Essa é a estratégia (de fortalecer a organização dos trabalhadores e sua resposta) que o Syriza tem demonstrado na prática que não possui. Nós partimos de depositar toda nossa confiança na resposta que podem dar os trabalhadores gregos nas ruas e seus irmãos de classe no mundo todo. Angela Merkel teme mais a mobilização dos trabalhadores alemães em defesa dos gregos do que mil manobras de Tsipras.

Por isso a “grande política” partindo de buscar uma saída que responda a fundo os anseios da população grega (que vivencia enorme crise social) é buscar barrar de todo jeito a opressão que sofrem por parte dos monopólios bancários e das potencias imperialistas, chamando a anulação imediata da dívida grega e os planos da troika. Isso sim seria uma fortaleza internacional que devemos buscar dar aos trabalhadores gregos.

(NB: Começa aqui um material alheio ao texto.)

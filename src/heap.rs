//! Indexed binary min-heap with decrease-key
//!
//! Members are ids in `0..capacity`. Alongside the heap-ordered array the
//! heap keeps `pos`, the inverse mapping id -> array index, so a member's key
//! can be lowered in O(log n) without a search.

use crate::error::HeapError;

/// Position recorded for ids that are not currently members
const NOT_IN_HEAP: usize = usize::MAX;

#[derive(Debug, Clone, Copy, PartialEq, Eq)]
pub struct HeapNode<K> {
    pub id: usize,
    pub key: K,
}

#[derive(Debug, Clone)]
pub struct IndexedMinHeap<K> {
    array: Vec<HeapNode<K>>,
    pos: Vec<usize>,
}

fn parent(i: usize) -> usize {
    (i - 1) / 2
}

fn left(i: usize) -> usize {
    2 * i + 1
}

fn right(i: usize) -> usize {
    2 * i + 2
}

impl<K: Ord + Copy> IndexedMinHeap<K> {
    /// Empty heap accepting ids in `0..capacity`
    pub fn with_capacity(capacity: usize) -> Self {
        Self {
            array: Vec::with_capacity(capacity),
            pos: vec![NOT_IN_HEAP; capacity],
        }
    }

    /// Heap holding every id `0..keys.len()` with the given keys,
    /// ordered bottom-up in O(n)
    pub fn from_keys(keys: Vec<K>) -> Self {
        let capacity = keys.len();
        let array: Vec<HeapNode<K>> = keys
            .into_iter()
            .enumerate()
            .map(|(id, key)| HeapNode { id, key })
            .collect();
        let pos = (0..capacity).collect();
        let mut heap = Self { array, pos };
        for i in (0..capacity / 2).rev() {
            heap.sift_down(i);
        }
        heap
    }

    pub fn capacity(&self) -> usize {
        self.pos.len()
    }

    pub fn len(&self) -> usize {
        self.array.len()
    }

    pub fn is_empty(&self) -> bool {
        self.array.is_empty()
    }

    /// Membership: an id is in the heap iff its position is below the size
    pub fn contains(&self, id: usize) -> bool {
        self.pos.get(id).is_some_and(|&p| p < self.array.len())
    }

    /// Current array index of `id`, if it is a member
    pub fn position(&self, id: usize) -> Option<usize> {
        self.contains(id).then(|| self.pos[id])
    }

    pub fn key_of(&self, id: usize) -> Option<K> {
        self.position(id).map(|p| self.array[p].key)
    }

    pub fn peek(&self) -> Option<HeapNode<K>> {
        self.array.first().copied()
    }

    pub fn insert(&mut self, id: usize, key: K) -> Result<(), HeapError> {
        if id >= self.capacity() {
            return Err(HeapError::OutOfRange {
                id,
                capacity: self.capacity(),
            });
        }
        if self.contains(id) {
            return Err(HeapError::AlreadyPresent(id));
        }
        let idx = self.array.len();
        self.array.push(HeapNode { id, key });
        self.pos[id] = idx;
        self.sift_up(idx);
        Ok(())
    }

    /// Remove and return the member with the smallest key
    pub fn extract_min(&mut self) -> Option<HeapNode<K>> {
        if self.array.is_empty() {
            return None;
        }
        let root = self.array.swap_remove(0);
        self.pos[root.id] = NOT_IN_HEAP;
        if let Some(moved) = self.array.first() {
            self.pos[moved.id] = 0;
            self.sift_down(0);
        }
        Some(root)
    }

    /// Lower the key of member `id` and restore order by sifting up
    pub fn decrease_key(&mut self, id: usize, key: K) -> Result<(), HeapError> {
        let idx = self.position(id).ok_or(HeapError::NotInHeap(id))?;
        if key > self.array[idx].key {
            return Err(HeapError::KeyIncrease(id));
        }
        self.array[idx].key = key;
        self.sift_up(idx);
        Ok(())
    }

    fn swap_nodes(&mut self, a: usize, b: usize) {
        self.array.swap(a, b);
        self.pos[self.array[a].id] = a;
        self.pos[self.array[b].id] = b;
    }

    fn sift_up(&mut self, mut idx: usize) {
        while idx > 0 && self.array[parent(idx)].key > self.array[idx].key {
            self.swap_nodes(idx, parent(idx));
            idx = parent(idx);
        }
    }

    // Ties go to the left child.
    fn sift_down(&mut self, mut idx: usize) {
        let size = self.array.len();
        loop {
            let mut smallest = idx;
            if left(idx) < size && self.array[left(idx)].key < self.array[smallest].key {
                smallest = left(idx);
            }
            if right(idx) < size && self.array[right(idx)].key < self.array[smallest].key {
                smallest = right(idx);
            }
            if smallest == idx {
                return;
            }
            self.swap_nodes(idx, smallest);
            idx = smallest;
        }
    }

    /// Check heap order and the `pos` inverse mapping
    pub fn is_consistent(&self) -> bool {
        let size = self.array.len();
        let ordered = (0..size).all(|i| {
            (left(i) >= size || self.array[i].key <= self.array[left(i)].key)
                && (right(i) >= size || self.array[i].key <= self.array[right(i)].key)
        });
        let indexed = self
            .array
            .iter()
            .enumerate()
            .all(|(i, node)| self.pos[node.id] == i);
        let members = (0..self.capacity()).filter(|&id| self.contains(id)).count();
        ordered && indexed && members == size
    }
}
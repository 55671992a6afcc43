use std::fmt;

use super::types::{Edge, GraphStats};
use crate::error::GraphError;

/// Directed weighted graph over vertices `0..num_nodes`.
///
/// Each vertex owns its outgoing edges. Edges are appended to the backing
/// vector and iterated newest-first, so per-vertex order is LIFO.
#[derive(Debug, Clone)]
pub struct Graph {
    adjacency: Vec<Vec<Edge>>,
    num_edges: usize,
}

impl Graph {
    /// Create a graph with `num_nodes` vertices and no edges
    pub fn new(num_nodes: usize) -> Result<Self, GraphError> {
        if num_nodes == 0 {
            return Err(GraphError::EmptyGraph);
        }
        let mut adjacency = Vec::new();
        adjacency
            .try_reserve_exact(num_nodes)
            .map_err(|_| GraphError::TooManyVertices(num_nodes))?;
        adjacency.resize_with(num_nodes, Vec::new);
        Ok(Self {
            adjacency,
            num_edges: 0,
        })
    }

    /// Build a graph from `(src, dest, weight)` triples in insertion order
    pub fn from_edges<I>(num_nodes: usize, edges: I) -> Result<Self, GraphError>
    where
        I: IntoIterator<Item = (usize, usize, i64)>,
    {
        let mut graph = Self::new(num_nodes)?;
        for (src, dest, weight) in edges {
            graph.add_edge(src, dest, weight)?;
        }
        Ok(graph)
    }

    /// Add a directed edge `src -> dest`
    pub fn add_edge(&mut self, src: usize, dest: usize, weight: i64) -> Result<(), GraphError> {
        self.check_vertex(src)?;
        self.check_vertex(dest)?;
        self.adjacency[src].push(Edge::new(dest, weight));
        self.num_edges += 1;
        Ok(())
    }

    pub fn check_vertex(&self, vertex: usize) -> Result<(), GraphError> {
        if vertex < self.adjacency.len() {
            Ok(())
        } else {
            Err(GraphError::VertexOutOfRange {
                vertex,
                num_nodes: self.adjacency.len(),
            })
        }
    }

    pub fn node_count(&self) -> usize {
        self.adjacency.len()
    }

    /// Stored edge counter, incremented on every insertion
    pub fn edge_count(&self) -> usize {
        self.num_edges
    }

    /// Outgoing edges of `vertex`, most recently added first
    pub fn neighbors(&self, vertex: usize) -> impl Iterator<Item = &Edge> + '_ {
        self.adjacency[vertex].iter().rev()
    }

    /// Every edge as `(src, edge)`, by ascending source then LIFO per source
    pub fn edges(&self) -> impl Iterator<Item = (usize, &Edge)> + '_ {
        (0..self.adjacency.len()).flat_map(move |u| self.neighbors(u).map(move |e| (u, e)))
    }

    /// First edge with a negative weight, if any
    pub fn find_negative_edge(&self) -> Option<(usize, Edge)> {
        self.edges().find(|(_, e)| e.weight < 0).map(|(u, e)| (u, *e))
    }

    /// Fail with `NegativeWeight` if any edge weight is below zero
    pub fn require_non_negative(&self) -> Result<(), GraphError> {
        match self.find_negative_edge() {
            Some((src, edge)) => Err(GraphError::NegativeWeight {
                src,
                dest: edge.dest,
                weight: edge.weight,
            }),
            None => Ok(()),
        }
    }

    /// Node count, edge count and weight sum from a full traversal.
    /// `num_edges` here is recounted and must match `edge_count()`.
    pub fn statistics(&self) -> GraphStats {
        let mut stats = GraphStats {
            num_nodes: self.adjacency.len(),
            num_edges: 0,
            total_weight: 0,
        };
        for (_, edge) in self.edges() {
            stats.num_edges += 1;
            stats.total_weight = stats.total_weight.saturating_add(edge.weight);
        }
        stats
    }

    /// Adjacency dump, one `Node i: [(dest, weight), ...]` line per vertex
    pub fn adjacency_listing(&self) -> String {
        self.to_string()
    }
}

impl fmt::Display for Graph {
    fn fmt(&self, f: &mut fmt::Formatter<'_>) -> fmt::Result {
        for u in 0..self.adjacency.len() {
            let entries = self
                .neighbors(u)
                .map(|e| format!("({}, {})", e.dest, e.weight))
                .collect::<Vec<_>>()
                .join(", ");
            writeln!(f, "Node {}: [{}]", u, entries)?;
        }
        Ok(())
    }
}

Combinado com isso, a esquerda deveria basear-se na estratégia comunista de Marx e alertar os trabalhadores que só a resposta deles pode dar uma solução para a crise grega, e não um governo reformista de coalizão como o Syriza. Dizer as coisas como elas são é o primeiro passo para os trabalhadores tirarem suas lições e se prepararem para os enfrentamentos necessários com os poderosos bancos e empresários e construir uma alternativa política que esteja a altura disso.

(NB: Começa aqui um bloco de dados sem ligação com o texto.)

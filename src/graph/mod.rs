pub mod bellman_ford;
pub mod builder;
pub mod dijkstra;
pub mod types;

pub use bellman_ford::{BellmanFord, RelaxationStrategy};
pub use builder::Graph;
pub use dijkstra::{dijkstra_array_scan, dijkstra_binary_heap};
pub use types::{relax, Distance, Edge, GraphStats, ShortestPaths};
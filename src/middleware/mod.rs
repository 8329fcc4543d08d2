pub mod guard;

pub use guard::require_admin;
use std::fmt;

use jsonwebtoken::{Algorithm, DecodingKey, Validation, decode};
use serde::{Deserialize, Serialize};
use serde_json::Value;
use time::{Duration, OffsetDateTime};
use uuid::Uuid;

use crate::error::{AuthError, Result};

/// Claims carried by tokens issued by the backend.
#[derive(Debug, Serialize, Deserialize, Clone)]
pub struct Claims<T = Value> {
    pub sub: Uuid,
    pub exp: i64,
    pub iat: i64,
    pub iss: Option<String>,
    pub aud: Option<String>,
    pub token_type: TokenType,
    #[serde(skip_serializing_if = "Option::is_none")]
    pub session_data: Option<T>,
    #[serde(skip_serializing_if = "Option::is_none")]
    pub user_id: Option<String>,
}

#[derive(Debug, Serialize, Deserialize, Clone, Copy, PartialEq)]
#[serde(rename_all = "snake_case")]
pub enum TokenType {
    Access,
    Refresh,
}

/// Short-lived credential attached to authenticated requests.
///
/// Opaque to the client. `Debug` never prints the token itself.
#[derive(Clone, PartialEq, Eq, Hash, Serialize, Deserialize)]
#[serde(transparent)]
pub struct AccessToken(String);

impl AccessToken {
    pub fn new(token: impl Into<String>) -> Self {
        Self(token.into())
    }

    pub fn as_str(&self) -> &str {
        &self.0
    }

    /// Value for the `Authorization` header.
    pub fn bearer(&self) -> String {
        format!("Bearer {}", self.0)
    }
}

impl fmt::Debug for AccessToken {
    fn fmt(&self, f: &mut fmt::Formatter<'_>) -> fmt::Result {
        f.write_str("AccessToken(***)")
    }
}

impl From<String> for AccessToken {
    fn from(token: String) -> Self {
        Self(token)
    }
}

impl From<&str> for AccessToken {
    fn from(token: &str) -> Self {
        Self(token.to_string())
    }
}

/// Token pair returned by login and refresh calls.
///
/// `refresh_token` is `None` when the backend chose not to rotate it; the
/// previously held refresh token stays valid in that case.
#[derive(Clone, Serialize, Deserialize)]
pub struct TokenPair {
    pub access_token: AccessToken,
    pub refresh_token: Option<String>,
}

impl TokenPair {
    pub fn new(access_token: impl Into<AccessToken>, refresh_token: Option<String>) -> Self {
        Self {
            access_token: access_token.into(),
            refresh_token,
        }
    }
}

impl fmt::Debug for TokenPair {
    fn fmt(&self, f: &mut fmt::Formatter<'_>) -> fmt::Result {
        f.debug_struct("TokenPair")
            .field("access_token", &self.access_token)
            .field("rotated", &self.refresh_token.is_some())
            .finish()
    }
}

/// Reads claims out of access tokens without verifying them.
///
/// The client never holds the signing secret, so the signature is not
/// checked. The result is only used to schedule refreshes early; the backend
/// stays the authority on whether a token is accepted.
pub struct TokenInspector {
    validation: Validation,
    key: DecodingKey,
}

impl Default for TokenInspector {
    fn default() -> Self {
        Self::new()
    }
}

impl TokenInspector {
    pub fn new() -> Self {
        let mut validation = Validation::new(Algorithm::HS256);
        validation.insecure_disable_signature_validation();
        validation.validate_exp = false;
        validation.validate_aud = false;
        validation.required_spec_claims.clear();

        Self {
            validation,
            key: DecodingKey::from_secret(&[]),
        }
    }

    pub fn claims(&self, token: &AccessToken) -> Result<Claims<Value>> {
        let token_data = decode::<Claims<Value>>(token.as_str(), &self.key, &self.validation)
            .map_err(|_| AuthError::InvalidToken)?;

        if token_data.claims.token_type != TokenType::Access {
            return Err(AuthError::InvalidToken);
        }

        Ok(token_data.claims)
    }

    /// Expiry of the token, `None` for opaque tokens.
    pub fn expires_at(&self, token: &AccessToken) -> Option<OffsetDateTime> {
        let claims = self.claims(token).ok()?;
        OffsetDateTime::from_unix_timestamp(claims.exp).ok()
    }

    pub fn session_id(&self, token: &AccessToken) -> Option<Uuid> {
        self.claims(token).ok().map(|claims| claims.sub)
    }

    /// Whether the token expires within `leeway` from now. Tokens with an
    /// unknown expiry never count as expiring.
    pub fn expires_within(&self, token: &AccessToken, leeway: Duration) -> bool {
        match self.expires_at(token) {
            Some(expiry) => expiry - OffsetDateTime::now_utc() <= leeway,
            None => false,
        }
    }
}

Essa é a única maneira de preparar uma real possibilidade de aplicar um programa de nacionalização dos bancos, em sistema único, sob controle dos trabalhadores, o controle operário das fábricas etc. Não será um programa da cabeça de um político isolado que essas medidas se darão e se perpetuarão, mas como expressão ativa dos trabalhadores em seu movimento real e sua luta organizada contra o capital.

Ademais, mesmo no interior do Syriza a “ala esquerda” dirigida por Kouvelakis, Lapavitsas, Gliezos e o ministro Lafazanis já tem feito severas críticas ao acordo e a condução política que tem feito o Syriza, chegando Gliezos, depois do acordo da Grécia com o Eurogrupo, a se “desculpar da população grega pela ilusão que ajudaram a alimentar”. Um debate que aparentemente tem avançado e chegou a ganhar 41% dos votos na direção do partido (segundo informou Kouvelakis nas redes sociais). Não avançar nas críticas ao Syriza e sua atual falta de uma estratégia de enfrentamento com a troika é estar completamente por fora do debate que até mesmo nesse partido está havendo.

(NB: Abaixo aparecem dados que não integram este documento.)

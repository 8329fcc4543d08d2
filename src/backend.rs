use std::fmt;

use serde::{Deserialize, Serialize};

use crate::{
    error::Result,
    session::User,
    token::{AccessToken, TokenPair},
};

#[derive(Clone, Serialize, Deserialize)]
pub struct Credentials {
    pub email: String,
    pub password: String,
}

impl Credentials {
    pub fn new(email: impl Into<String>, password: impl Into<String>) -> Self {
        Self {
            email: email.into(),
            password: password.into(),
        }
    }
}

impl fmt::Debug for Credentials {
    fn fmt(&self, f: &mut fmt::Formatter<'_>) -> fmt::Result {
        f.debug_struct("Credentials")
            .field("email", &self.email)
            .field("password", &"***")
            .finish()
    }
}

#[derive(Debug, Clone)]
pub struct LoginResponse {
    pub tokens: TokenPair,
    /// Some backends return the profile inline; otherwise it is fetched.
    pub user: Option<User>,
}

#[derive(Debug, Clone)]
pub struct RefreshResponse {
    pub tokens: TokenPair,
    pub user: Option<User>,
}

/// Authentication endpoints of the backend API.
///
/// Usually backed by the generated SDK. Implementations map a rejected login
/// to [`AuthError::InvalidCredentials`](crate::AuthError::InvalidCredentials)
/// and any refresh problem (invalid, expired or revoked refresh token,
/// network failure) to [`AuthError::RefreshFailed`](crate::AuthError::RefreshFailed).
///
/// # Example Implementation
///
/// ```rust
/// use jwt_session_manager::{
///     AuthBackend, AuthError, Credentials, LoginResponse, RefreshResponse, Result, TokenPair,
///     User, token::AccessToken,
/// };
///
/// struct FixedBackend;
///
/// impl AuthBackend for FixedBackend {
///     async fn login(&self, credentials: &Credentials) -> Result<LoginResponse> {
///         if credentials.password != "hunter2" {
///             return Err(AuthError::InvalidCredentials);
///         }
///         Ok(LoginResponse {
///             tokens: TokenPair::new("access-1", Some("refresh-1".to_string())),
///             user: Some(User::new("1", "admin")),
///         })
///     }
///
///     async fn refresh(&self, refresh_token: &str) -> Result<RefreshResponse> {
///         if refresh_token != "refresh-1" {
///             return Err(AuthError::RefreshFailed("unknown refresh token".to_string()));
///         }
///         Ok(RefreshResponse {
///             tokens: TokenPair::new("access-2", None),
///             user: None,
///         })
///     }
///
///     async fn logout(&self, _refresh_token: &str) -> Result<()> {
///         Ok(())
///     }
///
///     async fn profile(&self, _access_token: &AccessToken) -> Result<User> {
///         Ok(User::new("1", "admin"))
///     }
/// }
/// ```
pub trait AuthBackend: Send + Sync {
    fn login(
        &self,
        credentials: &Credentials,
    ) -> impl std::future::Future<Output = Result<LoginResponse>> + Send;

    /// Exchange a refresh token for a new access token (and possibly a
    /// rotated refresh token).
    fn refresh(
        &self,
        refresh_token: &str,
    ) -> impl std::future::Future<Output = Result<RefreshResponse>> + Send;

    /// Revoke the refresh token on the backend.
    fn logout(&self, refresh_token: &str) -> impl std::future::Future<Output = Result<()>> + Send;

    fn profile(
        &self,
        access_token: &AccessToken,
    ) -> impl std::future::Future<Output = Result<User>> + Send;
}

Lenin dizia em 1917 que um dos principais erros que poderiam cometer os que lutam pela revolução social era “a substituição de verdades concretas por raciocínios demasiadamente gerais”: a verdade concreta a que ele se referia era que, exceto o proletariado, não havia “nada, nenhuma força” capaz de derrotar os que lutavam contra a revolução em 1917. Em outras condições sociais, essa é uma verdade concreta para pensar o caso da Grécia...e depositar confiança no Syriza, isolando-se de uma estratégia política que tenha os trabalhadores como sujeitos, é não aprender nada com a história e desarmar a população para os novos desafios do futuro na sua luta pela emancipação.